My Dad On Meeting James Ellroy

Barnes and Noble at Harold Square is an old four story building with columns 
everywhere and a section set aside for authors to speak on the top floor flanked 
by sections on Rock Music and Historical Biographs.  I got there about 4:40 and 
was told by a hyperactive cashier at the cash register on the fourth floor that 
the seating would be open at 5 p.m.  When I went to look over the seating he 
yelled at me, supposing I guess that I was going to jump overr the purple ropes.  
So I went downstairs and bought Perfidia from a sane employee.

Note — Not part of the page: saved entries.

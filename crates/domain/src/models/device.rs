//! Device domain model.
//!
//! A device is one `(user_id, device_identifier)` pair observed in a playback
//! session; it is the subject of every access-control decision.

use chrono::{DateTime, Utc};
use serde::{Deserialize, Serialize};
use validator::Validate;

/// Approval state of a device.
#[derive(Debug, Clone, Copy, PartialEq, Eq, Serialize, Deserialize)]
#[serde(rename_all = "lowercase")]
pub enum DeviceStatus {
    Pending,
    Approved,
    Rejected,
}

impl DeviceStatus {
    pub fn as_str(&self) -> &'static str {
        match self {
            DeviceStatus::Pending => "pending",
            DeviceStatus::Approved => "approved",
            DeviceStatus::Rejected => "rejected",
        }
    }
}

impl std::fmt::Display for DeviceStatus {
    fn fmt(&self, f: &mut std::fmt::Formatter<'_>) -> std::fmt::Result {
        f.write_str(self.as_str())
    }
}

impl std::str::FromStr for DeviceStatus {
    type Err = String;

    fn from_str(s: &str) -> Result<Self, Self::Err> {
        match s {
            "pending" => Ok(DeviceStatus::Pending),
            "approved" => Ok(DeviceStatus::Approved),
            "rejected" => Ok(DeviceStatus::Rejected),
            other => Err(format!("unknown device status: {other}")),
        }
    }
}

/// A time-bounded access override for a single device.
#[derive(Debug, Clone, Default, Serialize, Deserialize)]
#[serde(rename_all = "camelCase")]
pub struct TempAccess {
    pub until: Option<DateTime<Utc>>,
    pub granted_at: Option<DateTime<Utc>>,
    pub duration_minutes: Option<i32>,
    #[serde(default)]
    pub bypass_policies: bool,
}

impl TempAccess {
    /// A grant is active iff `until` exists and lies in the future.
    pub fn is_active(&self, now: DateTime<Utc>) -> bool {
        self.until.map(|until| until > now).unwrap_or(false)
    }
}

/// The one-shot note a user may attach to a device from the portal.
#[derive(Debug, Clone, Default, Serialize, Deserialize)]
#[serde(rename_all = "camelCase")]
pub struct DeviceNote {
    pub description: Option<String>,
    pub submitted_at: Option<DateTime<Utc>>,
    pub read_at: Option<DateTime<Utc>>,
}

impl DeviceNote {
    /// A note was submitted at some point in the device's lifetime.
    pub fn is_submitted(&self) -> bool {
        self.submitted_at.is_some()
    }

    /// A note exists and no administrator has marked it read yet.
    pub fn is_unread(&self) -> bool {
        self.submitted_at.is_some() && self.read_at.is_none()
    }
}

/// A tracked `(user, client machine)` pair.
#[derive(Debug, Clone, Serialize, Deserialize)]
#[serde(rename_all = "camelCase")]
pub struct Device {
    pub id: i64,
    pub user_id: String,
    pub device_identifier: String,
    pub display_name: String,
    pub platform: Option<String>,
    pub product: Option<String>,
    pub version: Option<String>,
    pub status: DeviceStatus,
    pub exclude_from_concurrent_limit: bool,
    pub first_seen: DateTime<Utc>,
    pub last_seen: DateTime<Utc>,
    pub last_ip: Option<String>,
    pub session_count: i64,
    pub temp_access: TempAccess,
    pub note: DeviceNote,
    pub created_at: DateTime<Utc>,
    pub updated_at: DateTime<Utc>,
}

impl Device {
    pub fn has_active_temp_access(&self, now: DateTime<Utc>) -> bool {
        self.temp_access.is_active(now)
    }
}

/// Admin payload for `PATCH /api/devices/:id`. All fields optional; only the
/// supplied ones are applied.
#[derive(Debug, Clone, Default, Deserialize, Validate)]
#[serde(rename_all = "camelCase")]
pub struct UpdateDeviceRequest {
    #[validate(length(min = 1, max = 120, message = "Display name must be 1-120 characters"))]
    pub display_name: Option<String>,
    pub status: Option<DeviceStatus>,
    pub exclude_from_concurrent_limit: Option<bool>,
    pub temp_access: Option<TempAccessUpdate>,
    #[serde(default)]
    pub mark_note_read: bool,
}

/// Temp-access mutation inside a device PATCH.
#[derive(Debug, Clone, Deserialize)]
#[serde(rename_all = "camelCase", tag = "action")]
pub enum TempAccessUpdate {
    #[serde(rename_all = "camelCase")]
    Grant {
        duration_minutes: i32,
        #[serde(default)]
        bypass_policies: bool,
    },
    Revoke,
}

/// Portal payload for the one-shot device note.
#[derive(Debug, Clone, Deserialize, Validate)]
#[serde(rename_all = "camelCase")]
pub struct SubmitNoteRequest {
    #[validate(length(min = 1, max = 500, message = "Description must be 1-500 characters"))]
    pub description: String,
}

/// Device representation returned by the admin and portal endpoints.
#[derive(Debug, Clone, Serialize)]
#[serde(rename_all = "camelCase")]
pub struct DeviceResponse {
    pub id: i64,
    pub user_id: String,
    pub device_identifier: String,
    pub display_name: String,
    pub platform: Option<String>,
    pub product: Option<String>,
    pub version: Option<String>,
    pub status: DeviceStatus,
    pub exclude_from_concurrent_limit: bool,
    pub first_seen: DateTime<Utc>,
    pub last_seen: DateTime<Utc>,
    pub last_ip: Option<String>,
    pub session_count: i64,
    pub temp_access_active: bool,
    pub temp_access: TempAccess,
    pub note: DeviceNote,
}

impl DeviceResponse {
    pub fn from_device(device: Device, now: DateTime<Utc>) -> Self {
        let temp_access_active = device.has_active_temp_access(now);
        Self {
            id: device.id,
            user_id: device.user_id,
            device_identifier: device.device_identifier,
            display_name: device.display_name,
            platform: device.platform,
            product: device.product,
            version: device.version,
            status: device.status,
            exclude_from_concurrent_limit: device.exclude_from_concurrent_limit,
            first_seen: device.first_seen,
            last_seen: device.last_seen,
            last_ip: device.last_ip,
            session_count: device.session_count,
            temp_access_active,
            temp_access: device.temp_access,
            note: device.note,
        }
    }
}
//! Normalized view of the upstream server's active playback sessions.
//!
//! The upstream wire format is parsed in the API layer; everything downstream
//! (registry, policy engine, history log) works on these types. User ids are
//! already normalized to their decimal string representation here.

use chrono::{DateTime, Utc};
use serde::{Deserialize, Serialize};

/// Product name the upstream reports for Plexamp players. Plexamp sessions
/// are always allowed and never counted toward concurrency caps.
pub const PLEXAMP_PRODUCT: &str = "Plexamp";

/// The user a session belongs to.
#[derive(Debug, Clone, Serialize, Deserialize)]
#[serde(rename_all = "camelCase")]
pub struct SessionUser {
    pub id: String,
    pub name: Option<String>,
    pub thumb: Option<String>,
}

/// The client machine playing the session.
#[derive(Debug, Clone, Serialize, Deserialize)]
#[serde(rename_all = "camelCase")]
pub struct PlayerInfo {
    pub machine_id: String,
    pub platform: Option<String>,
    pub product: Option<String>,
    pub version: Option<String>,
    pub address: String,
    pub state: Option<String>,
    pub title: Option<String>,
}

/// Stream characteristics.
#[derive(Debug, Clone, Default, Serialize, Deserialize)]
#[serde(rename_all = "camelCase")]
pub struct MediaInfo {
    pub resolution: Option<String>,
    pub bitrate: Option<i64>,
    pub container: Option<String>,
    pub video_codec: Option<String>,
    pub audio_codec: Option<String>,
}

/// What is being played.
#[derive(Debug, Clone, Default, Serialize, Deserialize)]
#[serde(rename_all = "camelCase")]
pub struct ContentInfo {
    pub title: Option<String>,
    pub grandparent_title: Option<String>,
    pub parent_title: Option<String>,
    pub year: Option<i32>,
    pub duration: Option<i64>,
    pub view_offset: Option<i64>,
    #[serde(rename = "type")]
    pub media_type: Option<String>,
    pub thumb: Option<String>,
    pub art: Option<String>,
    pub rating_key: Option<String>,
    pub parent_rating_key: Option<String>,
}

/// One active playback session.
#[derive(Debug, Clone, Serialize, Deserialize)]
#[serde(rename_all = "camelCase")]
pub struct Session {
    pub session_key: String,
    pub session_id: String,
    pub user: SessionUser,
    pub player: PlayerInfo,
    #[serde(default)]
    pub media: MediaInfo,
    #[serde(default)]
    pub content: ContentInfo,
}

impl Session {
    /// Plexamp sessions bypass every policy and never count toward caps.
    pub fn is_plexamp(&self) -> bool {
        self.player.product.as_deref() == Some(PLEXAMP_PRODUCT)
    }

    /// The `(user_id, device_identifier)` pair this session is charged to.
    pub fn device_key(&self) -> (String, String) {
        (self.user.id.clone(), self.player.machine_id.clone())
    }
}

/// All sessions observed in one poll of the upstream server.
#[derive(Debug, Clone, Serialize, Deserialize)]
#[serde(rename_all = "camelCase")]
pub struct SessionSnapshot {
    pub sessions: Vec<Session>,
    pub fetched_at: DateTime<Utc>,
}

impl SessionSnapshot {
    pub fn new(sessions: Vec<Session>) -> Self {
        Self {
            sessions,
            fetched_at: Utc::now(),
        }
    }

    pub fn session_keys(&self) -> impl Iterator<Item = &str> {
        self.sessions.iter().map(|s| s.session_key.as_str())
    }
}
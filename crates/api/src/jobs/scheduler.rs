//! Background job scheduler.
//!
//! Fixed-interval maintenance jobs (device cleanup, pool metrics) run on
//! their own tasks behind a shared shutdown signal. The session poll loop
//! has its own driver (`poll_sessions`) because its interval is a runtime
//! setting re-read every iteration.

use std::sync::Arc;
use std::time::Duration;
use tokio::sync::watch;
use tokio::task::JoinHandle;
use tracing::{error, info, warn};

/// How often a job runs.
#[derive(Debug, Clone, Copy)]
pub enum JobFrequency {
    /// Run every N seconds.
    Seconds(u64),
    /// Run every N minutes.
    Minutes(u64),
    /// Run every hour.
    Hourly,
}

impl JobFrequency {
    /// Get the duration between job executions.
    pub fn duration(&self) -> Duration {
        match self {
            JobFrequency::Seconds(secs) => Duration::from_secs(*secs),
            JobFrequency::Minutes(mins) => Duration::from_secs(*mins * 60),
            JobFrequency::Hourly => Duration::from_secs(3600),
        }
    }
}

/// Trait for implementing background jobs.
#[async_trait::async_trait]
pub trait Job: Send + Sync {
    /// The name of this job (used for logging).
    fn name(&self) -> &'static str;

    /// The frequency at which this job should run.
    fn frequency(&self) -> JobFrequency;

    /// Execute the job.
    async fn execute(&self) -> Result<(), String>;
}

/// Background job scheduler.
pub struct JobScheduler {
    jobs: Vec<Arc<dyn Job>>,
    shutdown_tx: watch::Sender<bool>,
    shutdown_rx: watch::Receiver<bool>,
    handles: Vec<JoinHandle<()>>,
}

impl JobScheduler {
    pub fn new() -> Self {
        let (shutdown_tx, shutdown_rx) = watch::channel(false);
        Self {
            jobs: Vec::new(),
            shutdown_tx,
            shutdown_rx,
            handles: Vec::new(),
        }
    }

    /// Register a job with the scheduler.
    pub fn register<J: Job + 'static>(&mut self, job: J) {
        self.jobs.push(Arc::new(job));
    }

    /// Start all registered jobs.
    pub fn start(&mut self) {
        info!("Starting job scheduler with {} jobs", self.jobs.len());

        for job in &self.jobs {
            let job = Arc::clone(job);
            let mut shutdown_rx = self.shutdown_rx.clone();

            let handle = tokio::spawn(async move {
                let name = job.name();
                let mut interval = tokio::time::interval(job.frequency().duration());

                // The first tick fires immediately; skip it so a fresh boot
                // does not run every job at once.
                interval.tick().await;

                loop {
                    tokio::select! {
                        _ = interval.tick() => {
                            let start = std::time::Instant::now();
                            match job.execute().await {
                                Ok(()) => {
                                    info!(
                                        job = name,
                                        elapsed_ms = start.elapsed().as_millis(),
                                        "Job completed"
                                    );
                                }
                                Err(e) => {
                                    error!(
                                        job = name,
                                        elapsed_ms = start.elapsed().as_millis(),
                                        error = %e,
                                        "Job failed"
                                    );
                                }
                            }
                        }
                        _ = shutdown_rx.changed() => {
                            if *shutdown_rx.borrow() {
                                info!(job = name, "Job shutting down");
                                break;
                            }
                        }
                    }
                }
            });

            self.handles.push(handle);
        }
    }

    /// Signal shutdown to every job. Returns immediately.
    pub fn shutdown(&self) {
        info!("Initiating job scheduler shutdown");
        let _ = self.shutdown_tx.send(true);
    }

    /// Wait for all jobs to finish, bounded by the timeout.
    pub async fn wait_for_shutdown(self, timeout: Duration) {
        let shutdown_future = async {
            for handle in self.handles {
                if let Err(e) = handle.await {
                    warn!("Job task panicked: {}", e);
                }
            }
        };

        match tokio::time::timeout(timeout, shutdown_future).await {
            Ok(()) => info!("All jobs completed gracefully"),
            Err(_) => warn!("Job shutdown timed out after {:?}", timeout),
        }
    }
}

impl Default for JobScheduler {
    fn default() -> Self {
        Self::new()
    }
}
//! Policy decisions and stop codes.

use serde::{Deserialize, Serialize};

/// Stable machine-readable token identifying why a session was terminated.
/// Stop codes are for operator observability; viewers only ever see the
/// configurable reason text.
#[derive(Debug, Clone, Copy, PartialEq, Eq, Hash, Serialize, Deserialize)]
#[serde(rename_all = "SCREAMING_SNAKE_CASE")]
pub enum StopCode {
    DevicePending,
    DeviceRejected,
    TimeRestricted,
    ConcurrentLimit,
    LanOnly,
    WanOnly,
    IpNotAllowed,
}

impl StopCode {
    pub fn as_str(&self) -> &'static str {
        match self {
            StopCode::DevicePending => "DEVICE_PENDING",
            StopCode::DeviceRejected => "DEVICE_REJECTED",
            StopCode::TimeRestricted => "TIME_RESTRICTED",
            StopCode::ConcurrentLimit => "CONCURRENT_LIMIT",
            StopCode::LanOnly => "LAN_ONLY",
            StopCode::WanOnly => "WAN_ONLY",
            StopCode::IpNotAllowed => "IP_NOT_ALLOWED",
        }
    }
}

impl std::fmt::Display for StopCode {
    fn fmt(&self, f: &mut std::fmt::Formatter<'_>) -> std::fmt::Result {
        f.write_str(self.as_str())
    }
}

/// Outcome of evaluating one session.
#[derive(Debug, Clone, PartialEq, Eq, Serialize, Deserialize)]
#[serde(rename_all = "camelCase", tag = "outcome")]
pub enum Decision {
    Allow,
    Block { reason: String, stop_code: StopCode },
}

impl Decision {
    pub fn block(reason: impl Into<String>, stop_code: StopCode) -> Self {
        Decision::Block {
            reason: reason.into(),
            stop_code,
        }
    }

    pub fn is_block(&self) -> bool {
        matches!(self, Decision::Block { .. })
    }
}

/// A decision attached to the session it concerns.
#[derive(Debug, Clone, Serialize, Deserialize)]
#[serde(rename_all = "camelCase")]
pub struct SessionDecision {
    pub session_key: String,
    pub session_id: String,
    pub user_id: String,
    pub device_identifier: String,
    pub address: String,
    pub decision: Decision,
}
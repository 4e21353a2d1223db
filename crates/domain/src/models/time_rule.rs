//! Weekly recurring block windows.

use chrono::{DateTime, Utc};
use serde::{Deserialize, Serialize};
use validator::Validate;

/// A weekly block window. While enabled and the configured wall clock is
/// inside `[start_time, end_time)` on `day_of_week`, streaming is blocked.
///
/// Windows with `start_time > end_time` cross midnight and are interpreted
/// modulo 24h: `[start, 24:00)` on `day_of_week` and `[00:00, end)` on the
/// following day.
#[derive(Debug, Clone, Serialize, Deserialize)]
#[serde(rename_all = "camelCase")]
pub struct TimeRule {
    pub id: i64,
    pub user_id: String,
    /// Empty/None applies the rule to all of the user's devices.
    pub device_identifier: Option<String>,
    /// 0 = Sunday through 6 = Saturday.
    pub day_of_week: i16,
    pub start_time: String,
    pub end_time: String,
    pub enabled: bool,
    pub rule_name: String,
    pub created_at: DateTime<Utc>,
    pub updated_at: DateTime<Utc>,
}

impl TimeRule {
    /// Whether the rule targets one specific device.
    pub fn is_device_specific(&self) -> bool {
        self.device_identifier
            .as_deref()
            .map(|d| !d.is_empty())
            .unwrap_or(false)
    }
}

/// Payload for `POST /api/users/:id/rules`.
#[derive(Debug, Clone, Deserialize, Validate)]
#[serde(rename_all = "camelCase")]
pub struct CreateTimeRuleRequest {
    pub device_identifier: Option<String>,
    #[validate(custom(function = "shared::validation::validate_day_of_week"))]
    pub day_of_week: i16,
    #[validate(custom(function = "shared::validation::validate_hhmm"))]
    pub start_time: String,
    #[validate(custom(function = "shared::validation::validate_hhmm"))]
    pub end_time: String,
    #[serde(default = "default_enabled")]
    pub enabled: bool,
    #[validate(length(min = 1, max = 80, message = "Rule name must be 1-80 characters"))]
    pub rule_name: String,
}

/// Payload for `PUT /api/users/:id/rules/:rule_id`. Only supplied fields are
/// applied.
#[derive(Debug, Clone, Default, Deserialize, Validate)]
#[serde(rename_all = "camelCase")]
pub struct UpdateTimeRuleRequest {
    pub device_identifier: Option<String>,
    #[validate(custom(function = "validate_optional_day"))]
    pub day_of_week: Option<i16>,
    #[validate(custom(function = "validate_optional_hhmm"))]
    pub start_time: Option<String>,
    #[validate(custom(function = "validate_optional_hhmm"))]
    pub end_time: Option<String>,
    pub enabled: Option<bool>,
    #[validate(length(min = 1, max = 80, message = "Rule name must be 1-80 characters"))]
    pub rule_name: Option<String>,
}

fn default_enabled() -> bool {
    true
}

fn validate_optional_day(day: i16) -> Result<(), validator::ValidationError> {
    shared::validation::validate_day_of_week(day)
}

fn validate_optional_hhmm(value: &str) -> Result<(), validator::ValidationError> {
    shared::validation::validate_hhmm(value)
}
//! Repository implementations.

mod device;
mod session_history;
mod setting;
mod time_rule;
mod user_preference;

pub use device::{DeviceRepository, ObservedDevice};
pub use session_history::{NewHistoryRow, SessionHistoryRepository};
pub use setting::SettingRepository;
pub use time_rule::TimeRuleRepository;
pub use user_preference::UserPreferenceRepository;
//! Caller identity for the user portal.
//!
//! Authentication is handled by the fronting layer, which installs the
//! caller's Plex user id in `X-Plex-User-Id`. Portal handlers only ever see
//! data scoped to that id.

use axum::{
    extract::FromRequestParts,
    http::{request::Parts, StatusCode},
    response::{IntoResponse, Response},
    Json,
};
use serde_json::json;

const USER_ID_HEADER: &str = "x-plex-user-id";

/// The authenticated portal caller's Plex user id.
#[derive(Debug, Clone)]
pub struct PlexUserId(pub String);

#[axum::async_trait]
impl<S> FromRequestParts<S> for PlexUserId
where
    S: Send + Sync,
{
    type Rejection = Response;

    async fn from_request_parts(parts: &mut Parts, _state: &S) -> Result<Self, Self::Rejection> {
        let value = parts
            .headers
            .get(USER_ID_HEADER)
            .and_then(|v| v.to_str().ok())
            .map(str::trim)
            .filter(|v| !v.is_empty());

        match value {
            Some(user_id) => Ok(PlexUserId(user_id.to_string())),
            None => Err((
                StatusCode::UNAUTHORIZED,
                Json(json!({
                    "error": "unauthorized",
                    "message": "Missing user identity"
                })),
            )
                .into_response()),
        }
    }
}

#[cfg(test)]
mod tests {
    use super::*;
    use axum::http::Request;

    #[tokio::test]
    async fn test_extracts_user_id() {
        let request = Request::builder()
            .header("X-Plex-User-Id", "42")
            .body(())
            .unwrap();
        let (mut parts, _) = request.into_parts();
        let id = PlexUserId::from_request_parts(&mut parts, &()).await.unwrap();
        assert_eq!(id.0, "42");
    }

    #[tokio::test]
    async fn test_missing_header_rejected() {
        let request = Request::builder().body(()).unwrap();
        let (mut parts, _) = request.into_parts();
        let result = PlexUserId::from_request_parts(&mut parts, &()).await;
        let response = result.err().expect("rejection");
        assert_eq!(response.status(), StatusCode::UNAUTHORIZED);
    }

    #[tokio::test]
    async fn test_blank_header_rejected() {
        let request = Request::builder()
            .header("X-Plex-User-Id", "  ")
            .body(())
            .unwrap();
        let (mut parts, _) = request.into_parts();
        assert!(PlexUserId::from_request_parts(&mut parts, &()).await.is_err());
    }
}
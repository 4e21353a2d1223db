//! Shared utilities for the PlexGuard backend.
//!
//! This crate provides common functionality used across the other crates:
//! - Source-address classification and IP allow-list matching
//! - Fixed-offset wall-clock handling for time rules
//! - Common validation logic for admin request payloads

pub mod net;
pub mod timeclock;
pub mod validation;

  (There was a time element) , so I thought I should get a seat at 5:00 so I would be 
first in line for an autograph.  In fact, a dowdy little man was ahead of me and 
he apparently went to all author signings in NYC, got the books signed, and sold 
them on line  for a profit. A neat cottage industry, but he didn't seem very 
happy about it.   A young man who could have been anything from Sri Lankan to 
South American sat on the other side of me smelling heavily of cigarettes, pot, 
and alcohol, and he, at least, was a fan of Elroy.  "I'm from Brooklyn,"  he 
said,  "and I'm sure I smell like it."  He was quite delighted I was getting the 
signature for you.  

  Elroy came in and dominated the audience from the beginning, certainly not 
apologizing for being late, and addressing us with a long stream of alliterative 
insults:  Perverts!  Prevaricators! Pedants!   Panty Sniffers!  Pot Smokers! 
Etc.   He makes quite an impression, especially being on a raised dais and being 
so tall.  He has his act down perfectly.   He went on to talk about the Japanese 
Internment and how his mind was somewhat stuck in 1941.  He spoke for about 10 
minutes and then read from Perfidia, specifically from Reminiscenza and  Kay 
Lake's Diary.  He was clearly prepared for any dizzy question the audience would 
ask.  He called everybody "Brother" or occasionally "Boss" except for women.

  I was most interested that he wrote the novels long-hand, making every 
sentence perfect before writing the next.  A real plodder.  He has no cell phone 
and no computer, which, he said, keeps him in character for books set in the mid 
20th century. He employs great researchers. When one man tried to see a 
resonance between 9/11 and Pearl Harbor, Elroy told him he was welcome to find 
anything he wants in the novels, but HE was only writing about 1941, period.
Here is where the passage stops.